Introduction

What is The New Yorker? I know it’s a great magazine and that it’s a tremendous source of pleasure in my life. But what exactly is it? This blog’s premise is that The New Yorker is a work of art, as worthy of comment and analysis as, say, Keats’s “Ode on a Grecian Urn.” Each week I review one or more aspects of the magazine’s latest issue. I suppose it’s possible to describe and analyze an entire issue, but I prefer to keep my reviews brief, and so I usually focus on just one or two pieces, to explore in each the signature style of its author. A piece by Nick Paumgarten is not like a piece by Jill Lepore, and neither is like a piece by Ian Frazier. One could not mistake Collins for Seabrook, or Bilger for Galchen, or Mogelson for Kolbert. Each has found a style, and it is that style that I respond to as I read, and want to understand and describe.

Thursday, October 9, 2025

October 6, 2025, Issue

Maybe, just maybe, the rotten Communist government in Cuba is about to crumble. The country is living a nightmare right now. No food. No medicine. No gas. Disintegrating electrical grid. The tourist industry is in free fall. Sugar production, which was once among the highest in the world, is so bad that the country now has to import sugar. Most alarming is the mass exodus of people. Jon Lee Anderson, in this week’s New Yorker, reports,

The exodus began in 2021, when anti-government rallies filled the streets, protesting oppressive policies and the lack of medicine and food. Castro had died five years before, but the Communist Party retained its grip on power, and it put down the protests harshly, jailing and beating hundreds of demonstrators. Since then, an estimated eighteen per cent of Cubans—as many as two million residents—have left. This represents the largest outflux in the sixty-six-year span of the tumultuous Revolution.

The government is ripe for overthrow. But this has been said many times before. Is this time any different? Anderson, who visited the country recently, senses it might be. He writes,

Critics have been predicting that the regime in Havana is about to collapse since the demise of the Soviet Union, thirty-five years ago. During my recent visit, though, the situation felt unusually tenuous.

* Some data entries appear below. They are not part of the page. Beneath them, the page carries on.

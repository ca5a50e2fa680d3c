//! # framepick
//!
//! Prepare a dataset split from a multi-video annotation corpus.
//!
//! Given a COCO-style global annotation file covering every distorted
//! encoding of every sequence, a manifest of the sequences in a split, and a
//! per-sequence list of allowed distortion types, `framepick`
//!
//! 1. writes a reduced annotation file holding only the selected images and
//!    the annotations that reference them, and
//! 2. optionally pulls the selected frames out of their source videos,
//!    decoding each video once, front to back, with FFmpeg via
//!    [`ffmpeg-next`](https://crates.io/crates/ffmpeg-next).
//!
//! [`dump_frames`] (the `framedump` binary) writes every frame of every
//! encoding of a split's sequences instead, numbered from 1.
//!
//! ## Quick Start
//!
//! ```no_run
//! use framepick::PipelineConfig;
//!
//! let config = PipelineConfig::new("test")
//!     .with_global_json_path("JSON_GLOBAL_FULL/global_annotations.json")
//!     .with_sequence_list_path("dataset_config/test.txt")
//!     .with_distortion_dir("distortion_type_")
//!     .with_videos_dir("distorted_video")
//!     .with_output_json_path("dataset_config/test.json")
//!     .with_output_frames_dir("dataset_config/filtered_frames")
//!     .with_extract_frames(true);
//!
//! let summary = framepick::run(&config)?;
//! println!("{} images selected", summary.images_selected);
//! # Ok::<(), framepick::FramePickError>(())
//! ```
//!
//! ## Layout on disk
//!
//! - Sequence manifest: one sequence name per non-blank line.
//! - Allow-lists: `<distortion_dir>/<sequence>.txt`, one distortion type per
//!   non-blank line.
//! - Source videos: `<videos_dir>/<sequence>/<sequence>_<distortion>_<severity>.mp4`.
//! - Extracted frames: `<output_frames_dir>/<file_name>` for each selected
//!   image, where the 4-digit number before `.jpg` in `file_name` is the
//!   0-based frame index.
//!
//! ## Requirements
//!
//! FFmpeg development libraries must be installed on your system.

pub mod annotation;
pub mod configuration;
pub mod decoder;
pub mod error;
pub mod extractor;
pub mod ffmpeg;
pub mod frame_target;
pub mod manifest;
pub mod pipeline;
pub mod progress;
pub mod selector;

pub use annotation::{
    AnnotationCollection, AnnotationRecord, DatasetInfo, FilteredCollection, ImageRecord,
};
pub use configuration::{ExtractOptions, PipelineConfig};
pub use decoder::{FfmpegOpener, FrameSource, VideoOpener, VideoReader};
pub use error::FramePickError;
pub use extractor::{ExtractionReport, FrameExtractor, GroupOutcome};
pub use ffmpeg::{FfmpegLogLevel, set_ffmpeg_log_level};
pub use frame_target::{FrameTarget, SEVERITY_LEVELS, VideoKey};
pub use manifest::{AllowLists, DistortionAllowList, SequenceManifest, load_allow_lists};
pub use pipeline::{
    DumpSummary, RunSummary, dump_frames, dump_frames_with_opener, run, run_with_opener,
};
pub use progress::{ProgressCallback, ProgressInfo, TerminalProgress};
pub use selector::select;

It is as if the convergence of penury, incapacity, and decline has finally become impossible to ignore. Cuba has many chronic problems, but the essential one is that its economy doesn’t provide for its people. After Fidel Castro stepped down as President, in 2008, he made a rare admission of his government’s inability to run the economy: “The Cuban model doesn’t even work for us anymore.” Castro had been in office for forty-nine years. His brother Raúl succeeded him for nine years more, and an acolyte of theirs named Miguel Díaz-Canel has led for the past six. None of them has been able to reverse the slide.

I hope Anderson is right. One of the most beautiful islands in the world, populated by an incredibly resourceful, resilient, spirited people – Cuba is shackled by a horrible, oppressive system of government. It’s not going to be easy to get free of it. But that is what Cubans have to do – rise up and overthrow the bastards who control them. They did it before; they can do it again.